Papst Franziskus – gewählt am 13. März 2013 – ist gewiss der richtige Papst zur rechten Zeit. Angesichtrs des gewaltigen Arbeitsaufkommens gibt es viele Personen im Umfeld von Papst Franziskus, die für ihn und mit ihm arbeiten, seine Entscheidungen vorbereiten, seine Predigten skizzieren, seine Verlautbarungen und Dokumente entwerfen. Auch gibt es einen ganzen Tross von Organisatoren und Managern, welche seine Reisen organisieren und seine Audienzen, Auftritte und Ansprachen vorbereiten. Doch der Papst selbst muss dann dastehen und sich den ganzen Aktivitäten auch stellen.

Was für Papst Franziskus gilt, das galt auch für alle seine Vorgänger. Der Papst ist der Nachfolger Petri – er ist die höchste Autorität der Katholischen Kirche. Doch im Alltag begegnet der Papst nicht nur den Fans und jubelnden Massen. Er begegnet zu Recht nachdenklichen Mitstreitern; nicht selten auch einem Tsunami von Widerständen, von Gegnern und Kritikern, die sein Leben nicht einfach machen. Dazu kommt, dass der Papst es aushalten muss, gewaltige Projektionen auf sein Amt und seine Person zu verkraften. Konkret hat Papst Franziskus schon ausgerufen: «Rudert mit mir zusammen – rudert kräftig mit!» Seine Gegner im Vatikan sind nicht wenige und seine Widersacher erlahmen nicht; das thematisiert er auch.

Kuriale Krankheiten

Papst Franziskus nahm den Weihnachtsempfang zum Anlass, die Kurie zu kritisieren. Radio Vatikan dokumentiert bis heute diesen sehr denkwürdigen «Empfang». Die Worte des Papstes werden wie folgt zusammengefasst: «Die Kurie ist gerufen, sich zu bessern; immer zu verbessern und in Gemeinschaft, Heiligkeit und Weisheit zu wachsen, um ihre Aufgabe ganz und gar erfüllen zu können.» Franziskus zählte dann 15 kuriale Krankheiten auf, die er im Sinne einer Gewissenserfoschung seinen engsten Mitarbeitenden vorhält. Ausdrücklich wies der Papst darauf hin, dass diese Krankheiten nicht ausschliesslich die Kurie betreffen, sondern eine Gefahr für jeden Christen darstellen würden; für jede Gemeinschaft, Pfarrei und die kirchlichen Bewegungen. Die Aufzählung der Krankheiten umfasst unter anderem folgende Laster: «sich für unsterblich, immun und unersetzlich zu halten»; «die obsessive Arbeitswut»; «geistig-geistliche Versteinerung»; «Funktionalismus, Planungswut, Vereinzelung»; «Krankheit des geistlichen Alzheimer»; «Eitelkeit, Titelsucht, Einschleimen bei Vorgesetzten»; «existenzielle Schizophrenie, Doppelleben und Heuchelei»; «Geschwätz, Herabsetzen der anderen»; «Ansammeln von Gütern»; «Härte und Rigorismus». Die Krankheiten zu nennen, sei bereits der erste Schritt zur Besserung, schloss Franziskus seine Ausführungen. Das sei ein Auftrag an alle: die Gemeinsamkeit zu suchen, die Einheit, um der Kirche besser dienen zu können.
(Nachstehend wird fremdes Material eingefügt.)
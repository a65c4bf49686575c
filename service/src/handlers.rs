//! Bus message handlers.
//!
//! Two consumers drive the service from the bus:
//!
//! - [`LedgerCommandHandler`] applies slot commands (`*-ledger` topics) to the
//!   reservation engine.
//! - [`ReplicaHandler`] copies committed snapshots (`*-replica` topics) into
//!   the replica and keeps the fast cache in step.
//!
//! Handlers see raw payload bytes so the consumer loop stays message-agnostic.

use crate::reservation::ReservationEngine;
use async_trait::async_trait;
use std::collections::HashSet;
use std::sync::Arc;
use stockroom_core::cache::FastCache;
use stockroom_core::error::CatalogError;
use stockroom_core::message::CatalogMessage;
use stockroom_core::model::{Product, ProductId, Store};
use stockroom_core::replica::ReplicaStore;

/// Processes one payload received from the bus.
///
/// The consumer acknowledges a payload once `handle` returns. Infrastructure
/// failures and version conflicts leave it unacknowledged for redelivery;
/// any other error is logged and the payload is acknowledged.
#[async_trait]
pub trait EventHandler: Send + Sync {
    /// Handle an encoded [`CatalogMessage`].
    ///
    /// # Errors
    ///
    /// Returns the decoding or processing error.
    async fn handle(&self, data: &[u8]) -> Result<(), CatalogError>;
}

/// Applies slot commands to the ledger.
pub struct LedgerCommandHandler {
    engine: Arc<ReservationEngine>,
}

impl LedgerCommandHandler {
    /// Wrap the engine.
    #[must_use]
    pub const fn new(engine: Arc<ReservationEngine>) -> Self {
        Self { engine }
    }
}

#[async_trait]
impl EventHandler for LedgerCommandHandler {
    async fn handle(&self, data: &[u8]) -> Result<(), CatalogError> {
        let message = CatalogMessage::decode(data)?;
        let result = match message {
            CatalogMessage::CreateStores(cmd) => self.engine.create_stores(cmd).await.map(drop),
            CatalogMessage::BookStores(cmd) => {
                let order_id = cmd.order_id;
                if let Err(e) = self.engine.book(cmd).await {
                    // The order was already canceled on the order-status topic.
                    tracing::info!(order_id = %order_id, reason = %e, "Booking rejected");
                }
                return Ok(());
            }
            CatalogMessage::UnbookStore(cmd) => self.engine.unbook(cmd).await.map(drop),
            CatalogMessage::PayStores(cmd) => self.engine.pay(cmd).await.map(drop),
            other => {
                tracing::debug!(message = ?other, "Ignoring non-command message on a ledger topic");
                return Ok(());
            }
        };

        result
    }
}

/// Mirrors committed snapshots into the replica and the cache.
pub struct ReplicaHandler {
    replica: Arc<dyn ReplicaStore>,
    cache: Arc<dyn FastCache>,
}

impl ReplicaHandler {
    /// Build the handler.
    #[must_use]
    pub fn new(replica: Arc<dyn ReplicaStore>, cache: Arc<dyn FastCache>) -> Self {
        Self { replica, cache }
    }

    async fn apply_product(&self, product: &Product) -> Result<(), CatalogError> {
        self.replica.upsert_product(product).await?;
        self.refresh_cache(product.id).await;
        Ok(())
    }

    async fn apply_stores(&self, stores: &[Store]) -> Result<(), CatalogError> {
        if stores.is_empty() {
            return Ok(());
        }
        self.replica.upsert_stores(stores).await?;

        let mut seen = HashSet::new();
        for store in stores {
            if seen.insert(store.product_id) {
                self.refresh_cache(store.product_id).await;
            }
        }
        Ok(())
    }

    /// Re-read from the replica so the cached quantity is the derived one.
    async fn refresh_cache(&self, id: ProductId) {
        let product = match self.replica.get_by_id(id).await {
            Ok(Some(product)) => product,
            Ok(None) => {
                tracing::debug!(product_id = %id, "Product not in replica yet, cache untouched");
                return;
            }
            Err(e) => {
                tracing::warn!(product_id = %id, error = %e, "Replica read-back failed");
                return;
            }
        };

        if let Err(e) = self.cache.set(&product).await {
            tracing::warn!(product_id = %id, error = %e, "Cache update failed");
        }
    }
}

#[async_trait]
impl EventHandler for ReplicaHandler {
    async fn handle(&self, data: &[u8]) -> Result<(), CatalogError> {
        match CatalogMessage::decode(data)? {
            CatalogMessage::ProductCreated { product, .. }
            | CatalogMessage::ProductUpdated { product, .. } => self.apply_product(&product).await,
            CatalogMessage::StoresCreated { stores, .. }
            | CatalogMessage::StoresBooked { stores, .. }
            | CatalogMessage::StoresUnbooked { stores, .. }
            | CatalogMessage::StoresPaid { stores, .. } => self.apply_stores(&stores).await,
            other => {
                tracing::debug!(message = ?other, "Ignoring message on a replica topic");
                Ok(())
            }
        }
    }
}
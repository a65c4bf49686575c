//! # Stockroom Core
//!
//! Domain model and collaborator traits for the Stockroom inventory engine.
//!
//! A product is sold through discrete inventory slots ("stores"). Every slot
//! lives authoritatively in the durable ledger and is mirrored into a replica
//! store and a search-indexed fast cache by asynchronous messages.
//!
//! ## Layers
//!
//! - [`model`]: products, slots and event-log records, plus the slot state machine
//! - [`command`] / [`message`]: typed commands and the bus payloads they produce
//! - [`error`]: storage errors and the caller-facing [`error::CatalogError`] taxonomy
//! - [`ledger`], [`event_log`], [`replica`], [`cache`], [`reader`]: storage seams
//! - [`event_bus`], [`notifier`], [`validation`]: external collaborators
//!
//! Every async seam returns a boxed future so the traits stay dyn-compatible and
//! implementations can be swapped behind `Arc<dyn Trait>`.

use std::future::Future;
use std::pin::Pin;

pub use chrono::{DateTime, Utc};

pub mod cache;
pub mod command;
pub mod error;
pub mod event;
pub mod event_bus;
pub mod event_log;
pub mod ledger;
pub mod message;
pub mod model;
pub mod notifier;
pub mod reader;
pub mod replica;
pub mod validation;

/// Boxed, sendable future returned by every storage and collaborator trait.
pub type BoxFuture<'a, T> = Pin<Box<dyn Future<Output = T> + Send + 'a>>;

/// Time source abstraction.
///
/// Domain code never calls `Utc::now()` directly; hold windows, expiry scans
/// and rebuild scheduling all read the injected clock.
pub mod environment {
    use chrono::{DateTime, Utc};

    /// Clock trait - abstracts time operations for testability
    pub trait Clock: Send + Sync {
        /// Get the current time
        fn now(&self) -> DateTime<Utc>;
    }

    /// Wall-clock time.
    #[derive(Debug, Clone, Copy, Default)]
    pub struct SystemClock;

    impl Clock for SystemClock {
        fn now(&self) -> DateTime<Utc> {
            Utc::now()
        }
    }
}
Es waren keine Vorwürfe an konkrete Personen, die der Papst äusserte, es war eine sehr deutliche Gewissenserforschung, die er beim Weihnachtsempfang 2014 vorlegte. Franziskus versteht unter «Reform» zuerst und vor allem eine Reform der Menschen, dann erst der Strukturen. Papst Franziskus hält den Finger drauf, er kann schnell und deutlich entscheiden. Er kann – wie bekannt ist – auch anders! Doch ohne diese Qualitäten würde ein Papst schlicht vom Alltag aufgerieben. Franziskus hat nun zehn Jahre seinen Dienst an der Kirche getan; dafür verdient er zuerst unser aller Dank.